Tuesday, February 28, 2006

IS PERSPECTIVE IN ART A LIE?

In reading Ross King's Brunelleschi's Dome I came across a section where King discussed the use of 'perspective' in art, which represents distance or gives the impression of three dimensions in a two dimensional medium. Brunelleschi helped rediscover the principles of perspective and the vanishing point, which had been lost to art. However it seems the very issue of using perspective in art was a controversial one:
After the decline of the Roman Empire, however, the technique of perspective drawing was lost or abandoned. Plato had condemned perspective as deceit, and the Neoplatonist philosopher Plotinus (A.D. 205-270) praised the flattened art of the ancient Egyptians for showing figures in their "true" proportions. This prejudice against the "dishonesty" of perspective was adopted in Christian art, with the result that naturalistic space was renounced throughout the Middle Ages. Only in the first decades of the fourteenth century did the ancient methods of perspective reappear when Giotto began using chiaroscuro--a treatment of light and shade--to create realistic three-dimensional effects. (p. 34)

Well, I confess this was a new one on me. I had assumed that the flattened art one sees in medieval art was simply a lack of artistic sophistication, not that there isn't a great deal of skill on display. That is readily apparent in illuminated manuscripts like the Book of Kells and the Lindisfarne Gospels. But it is interesting that at least in part the lack of perspective was a conscious choice, a moral choice from their, er, perspective.

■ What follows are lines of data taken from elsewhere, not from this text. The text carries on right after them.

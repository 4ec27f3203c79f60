//! Relay behavior against a live stand-in upstream: the bearer credential
//! and payload go out exactly as received, invalid requests never leave the
//! process, and upstream failures come back in the browser-facing error
//! shape without the credential in them.

mod common;

use std::sync::atomic::{AtomicUsize, Ordering};
use std::sync::Arc;

use axum::http::{HeaderMap, Method, Request, StatusCode};
use axum::routing::post;
use axum::{body::Body, extract::State, Json, Router};
use parking_lot::Mutex;
use serde_json::{json, Value};
use tower::ServiceExt;

#[derive(Clone, Default)]
struct Upstream {
    hits: Arc<AtomicUsize>,
    last_auth: Arc<Mutex<Option<String>>>,
    last_body: Arc<Mutex<Option<Value>>>,
}

async fn record(
    State(upstream): State<Upstream>,
    headers: HeaderMap,
    Json(body): Json<Value>,
) -> Json<Value> {
    upstream.hits.fetch_add(1, Ordering::SeqCst);
    *upstream.last_auth.lock() = headers
        .get("authorization")
        .and_then(|value| value.to_str().ok())
        .map(str::to_string);
    *upstream.last_body.lock() = Some(body);
    Json(json!({ "id": "cmpl-1", "choices": [{ "message": { "content": "ok" } }] }))
}

fn recording_upstream() -> (Router, Upstream) {
    let upstream = Upstream::default();
    let router = Router::new()
        .route("/v1/chat/completions", post(record))
        .with_state(upstream.clone());
    (router, upstream)
}

#[tokio::test]
async fn relay_forwards_token_and_payload_untouched() {
    let (mock, upstream) = recording_upstream();
    let base = common::spawn_server(mock).await;
    let (app, _state) = common::test_app();

    let payload = json!({
        "model": "deepseek-chat",
        "messages": [{ "role": "user", "content": "Bonjour" }],
        "temperature": 0.1
    });
    let response = app
        .oneshot(common::post_json(
            "/api/proxy",
            json!({
                "endpoint": format!("{base}/v1/chat/completions"),
                "apiKey": "sk-relay-secret",
                "payload": payload.clone()
            }),
        ))
        .await
        .unwrap();

    assert_eq!(response.status(), StatusCode::OK);
    let body = common::body_json(response).await;
    assert_eq!(body["id"], "cmpl-1");
    assert_eq!(body["choices"][0]["message"]["content"], "ok");

    assert_eq!(upstream.hits.load(Ordering::SeqCst), 1);
    assert_eq!(
        upstream.last_auth.lock().as_deref(),
        Some("Bearer sk-relay-secret")
    );
    assert_eq!(upstream.last_body.lock().clone().unwrap(), payload);
}

#[tokio::test]
async fn incomplete_requests_never_go_outbound() {
    let (mock, upstream) = recording_upstream();
    let base = common::spawn_server(mock).await;
    let (app, _state) = common::test_app();

    let bad_bodies = [
        json!({}),
        json!({ "endpoint": "", "apiKey": "sk-x" }),
        json!({ "endpoint": format!("{base}/v1/chat/completions"), "apiKey": "  " }),
        json!({ "apiKey": "sk-x" }),
    ];
    for bad in bad_bodies {
        let response = app
            .clone()
            .oneshot(common::post_json("/api/proxy", bad))
            .await
            .unwrap();
        assert_eq!(response.status(), StatusCode::BAD_REQUEST);
        let body = common::body_json(response).await;
        assert_eq!(body["error"], "Missing endpoint or apiKey");
    }

    // No body at all reads the same as an empty one.
    let response = app.oneshot(common::post_empty("/api/proxy")).await.unwrap();
    assert_eq!(response.status(), StatusCode::BAD_REQUEST);

    assert_eq!(upstream.hits.load(Ordering::SeqCst), 0);
}

#[tokio::test]
async fn upstream_rejection_surfaces_its_message() {
    let mock = Router::new().route(
        "/v1/chat/completions",
        post(|| async {
            (
                StatusCode::UNAUTHORIZED,
                Json(json!({ "error": { "message": "Invalid API key" } })),
            )
        }),
    );
    let base = common::spawn_server(mock).await;
    let (app, _state) = common::test_app();

    let response = app
        .oneshot(common::post_json(
            "/api/proxy",
            json!({
                "endpoint": format!("{base}/v1/chat/completions"),
                "apiKey": "sk-relay-secret",
                "payload": {}
            }),
        ))
        .await
        .unwrap();

    assert_eq!(response.status(), StatusCode::INTERNAL_SERVER_ERROR);
    let body = common::body_json(response).await;
    assert_eq!(body["error"], "Invalid API key");
}

#[tokio::test]
async fn upstream_rejection_without_a_message_reports_the_status() {
    let mock = Router::new().route(
        "/v1/chat/completions",
        post(|| async {
            (
                StatusCode::SERVICE_UNAVAILABLE,
                Json(json!({ "unexpected": true })),
            )
        }),
    );
    let base = common::spawn_server(mock).await;
    let (app, _state) = common::test_app();

    let response = app
        .oneshot(common::post_json(
            "/api/proxy",
            json!({
                "endpoint": format!("{base}/v1/chat/completions"),
                "apiKey": "sk-x",
                "payload": {}
            }),
        ))
        .await
        .unwrap();

    assert_eq!(response.status(), StatusCode::INTERNAL_SERVER_ERROR);
    let body = common::body_json(response).await;
    assert_eq!(body["error"], "API Error: 503");
}

#[tokio::test]
async fn a_plain_text_rejection_falls_back_to_the_status() {
    let mock = Router::new().route(
        "/v1/chat/completions",
        post(|| async { (StatusCode::BAD_GATEWAY, "upstream exploded") }),
    );
    let base = common::spawn_server(mock).await;
    let (app, _state) = common::test_app();

    let response = app
        .oneshot(common::post_json(
            "/api/proxy",
            json!({
                "endpoint": format!("{base}/v1/chat/completions"),
                "apiKey": "sk-hidden",
                "payload": {}
            }),
        ))
        .await
        .unwrap();

    assert_eq!(response.status(), StatusCode::INTERNAL_SERVER_ERROR);
    let body = common::body_json(response).await;
    assert_eq!(body["error"], "API Error: 502");
}

#[tokio::test]
async fn a_garbled_success_body_is_still_a_500() {
    let mock = Router::new().route(
        "/v1/chat/completions",
        post(|| async { "definitely not json" }),
    );
    let base = common::spawn_server(mock).await;
    let (app, _state) = common::test_app();

    let response = app
        .oneshot(common::post_json(
            "/api/proxy",
            json!({
                "endpoint": format!("{base}/v1/chat/completions"),
                "apiKey": "sk-hidden",
                "payload": {}
            }),
        ))
        .await
        .unwrap();

    assert_eq!(response.status(), StatusCode::INTERNAL_SERVER_ERROR);
    let body = common::body_json(response).await;
    let message = body["error"].as_str().unwrap();
    assert!(!message.is_empty());
    assert!(!message.contains("sk-hidden"));
}

#[tokio::test]
async fn connection_failures_do_not_leak_the_credential() {
    // Bind and immediately drop a listener so the port refuses connections.
    let listener = tokio::net::TcpListener::bind("127.0.0.1:0").await.unwrap();
    let addr = listener.local_addr().unwrap();
    drop(listener);

    let (app, _state) = common::test_app();
    let response = app
        .oneshot(common::post_json(
            "/api/proxy",
            json!({
                "endpoint": format!("http://{addr}/v1/chat/completions"),
                "apiKey": "sk-should-not-appear",
                "payload": {}
            }),
        ))
        .await
        .unwrap();

    assert_eq!(response.status(), StatusCode::INTERNAL_SERVER_ERROR);
    let body = common::body_json(response).await;
    let message = body["error"].as_str().unwrap();
    assert!(!message.is_empty());
    assert!(!message.contains("sk-should-not-appear"));
}

#[tokio::test]
async fn preflight_is_accepted() {
    let (app, _state) = common::test_app();

    let response = app
        .oneshot(
            Request::builder()
                .method(Method::OPTIONS)
                .uri("/api/proxy")
                .body(Body::empty())
                .unwrap(),
        )
        .await
        .unwrap();

    assert_eq!(response.status(), StatusCode::OK);
}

When I read that section to my wife her response to the argument that perspective was dishonest was, "Couldn't the same argument be made the other way?" Good point.

2 comments:

Anonymous said...

Alan,

I also was surprised to read a similar comment in E.H. Gombrich's "The Story of Art" concerning perspective. Gombrich points out that art has not simply "progressed" as advances in car manufacturing might progress but has developed as conscious choices and revelations by artists.
My main point is that ancient art was not "lesser" art than art in later eras but in many aspects may have been greater.

Anonymous said...

Fine then...if that's how you see it.